Botanic Gardens Trust, Sydney, Australia

See what’s blooming this month!

Each month our volunteer guides bring you the best of what's happening in our gardens. Find out which plants are blooming or are in the peak of their season for you to view.

Luculia pinceana

Royal Botanic Garden, Sydney

Luculia pinceana 
Pince’s luculia 

Etymology
Luculia: the Latinised form of the Nepalese name, Luculi Swa
Pinceana: named for Mr Pince, who raised the plant from seed in England.

Description
A branching and woody large, lush, evergreen shrub  growing to 2 metres high ; the leaves are elliptical, deep-green and prominently veined.. The flowers are arranged in open terminal umbels or corymbs, are tubular, pink, heavily scented, and vary in size from 10-20cm long; there are  5 spreading petals.

For more information on this variety, please open our detailed PDF

We have so many more plants in bloom this month in Sydney, open our Must See PDF and take a tour of the garden. 

Grevillea 'Honey Barbara'

Australian Botanic Garden, Mount Annan

Grevillea 
Grevillea cultivars 

Etymology
Genus: After Charles Francis Greville, 1749-1809, co-founder of the Horticultural Society, London, now the Royal Horticultural Society.

Distribution
Grevillea species are found predominantly Australia, with a few species in New Caledonia, Indonesia and Papua New Guinea.

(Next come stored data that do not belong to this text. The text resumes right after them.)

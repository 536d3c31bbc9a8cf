// src/pipeline/runner.rs

use std::fmt;
use std::sync::Arc;

use tokio::sync::mpsc;
use tracing::{debug, warn};

use crate::engine::notify::AlertHandler;
use crate::engine::task::TerminalError;
use crate::errors::{EngineError, Result, StageFault};
use crate::model::Timestamp;

use super::message::{Envelope, Message, Outlet, Watermarks};
use super::metrics::StageCounters;
use super::stages::{Emitted, Operator};

/// Async shell around one [`Operator`].
///
/// Reads its inbox until every input port has closed, feeds the operator,
/// and forwards what it emits with backpressure. Barriers are forwarded
/// only after the operator has flushed for them, and downstream stages are
/// always sent `Close` on exit, even after a failure, so they can drain.
pub struct Stage {
    id: String,
    task: String,
    operator: Operator,
    inbox: mpsc::Receiver<Envelope>,
    ports: usize,
    outlets: Vec<Outlet>,
    counters: Arc<StageCounters>,
    alerts: Arc<dyn AlertHandler>,
    failure: Arc<TerminalError>,
}

impl fmt::Debug for Stage {
    fn fmt(&self, f: &mut fmt::Formatter<'_>) -> fmt::Result {
        f.debug_struct("Stage")
            .field("id", &self.id)
            .field("task", &self.task)
            .field("kind", &self.operator.kind())
            .field("ports", &self.ports)
            .field("outlets", &self.outlets.len())
            .finish_non_exhaustive()
    }
}

impl Stage {
    #[allow(clippy::too_many_arguments)]
    pub fn new(
        id: String,
        task: String,
        operator: Operator,
        inbox: mpsc::Receiver<Envelope>,
        ports: usize,
        outlets: Vec<Outlet>,
        counters: Arc<StageCounters>,
        alerts: Arc<dyn AlertHandler>,
        failure: Arc<TerminalError>,
    ) -> Self {
        Self {
            id,
            task,
            operator,
            inbox,
            ports,
            outlets,
            counters,
            alerts,
            failure,
        }
    }

    pub fn id(&self) -> &str {
        &self.id
    }

    /// Run until every input has closed or the operator fails.
    ///
    /// A failure is recorded as the task's terminal error before the inbox
    /// closes, so producers that see their sends rejected can already read
    /// the cause.
    pub async fn run(mut self) -> std::result::Result<(), Arc<EngineError>> {
        debug!(task = %self.task, stage = %self.id, kind = self.operator.kind(), "stage started");

        let result = self.process().await.map_err(Arc::new);
        if let Err(err) = &result {
            warn!(task = %self.task, stage = %self.id, error = %err, "stage failed");
            if !self.failure.record(Arc::clone(err)) {
                debug!(task = %self.task, stage = %self.id, "task already failed; keeping earlier error");
            }
        }

        self.inbox.close();
        self.broadcast(Message::Close).await;

        if result.is_ok() {
            debug!(task = %self.task, stage = %self.id, "stage finished");
        }
        result
    }

    async fn process(&mut self) -> Result<()> {
        let mut marks = Watermarks::new(self.ports);

        while let Some(Envelope { port, message }) = self.inbox.recv().await {
            if port >= self.ports {
                return Err(EngineError::Fatal(format!(
                    "stage '{}' received a message on unknown port {}",
                    self.id, port
                )));
            }
            if !marks.is_open(port) {
                debug!(stage = %self.id, port, "ignoring message after close");
                continue;
            }

            match message {
                Message::Batch(batch) => {
                    self.counters.record_in();
                    let out = self
                        .operator
                        .on_batch(port, batch)
                        .map_err(|source| self.fault(source))?;
                    self.emit(out).await;
                }
                Message::Barrier(t) => {
                    if let Some(watermark) = marks.observe(port, t) {
                        self.advance(watermark).await;
                    }
                }
                Message::Close => {
                    if let Some(watermark) = marks.close(port) {
                        self.advance(watermark).await;
                    }
                    if marks.all_closed() {
                        break;
                    }
                }
            }
        }

        let out = self.operator.on_close();
        self.emit(out).await;
        Ok(())
    }

    fn fault(&self, source: StageFault) -> EngineError {
        EngineError::Stage {
            stage: self.id.clone(),
            source,
        }
    }

    async fn advance(&mut self, watermark: Timestamp) {
        let out = self.operator.on_watermark(watermark);
        self.emit(out).await;
        self.broadcast(Message::Barrier(watermark)).await;
    }

    async fn emit(&self, out: Emitted) {
        for event in out.alerts.iter() {
            if let Err(err) = self.alerts.deliver(event).await {
                warn!(
                    task = %self.task,
                    stage = %self.id,
                    error = %err,
                    "alert handler failed to deliver notification"
                );
            }
        }

        for batch in out.batches {
            self.counters.record_out(1);
            self.broadcast(Message::Batch(batch)).await;
        }
    }

    async fn broadcast(&self, message: Message) {
        let Some((last, rest)) = self.outlets.split_last() else {
            return;
        };
        for outlet in rest {
            outlet.send(message.clone()).await;
        }
        last.send(message).await;
    }
}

For more information on this variety, please open our detailed PDF


Eucalyptus boliviana

 Photo: Jan Allen

Blue Mountains Botanic Garden, Mount Tomah

Eucalyptus boliviana
Bolivia Hill stringybark

Etymology
Genus: Eucalyptus - From Greek, eu, well and calyptos, covered referring to the cap which covers the developing flowers.
Species: boliviana – commemorates Bolivia Hill, where this species was first reported. The area was occupied in 1840 by Edward Hurry who had lived in Bolivia in South America and was struck by the likeness of the areas.

Description
A small stringybark tree to 12 m. in height though sometimes a multi-stemmed mallee to only 5 m. Branchlets are 4-angled and glaucous. The leaves, dull green when young, become bluish-green and then glossy green with age. Flowers, in clusters of up to seven, form large, tightly clustered gumnuts.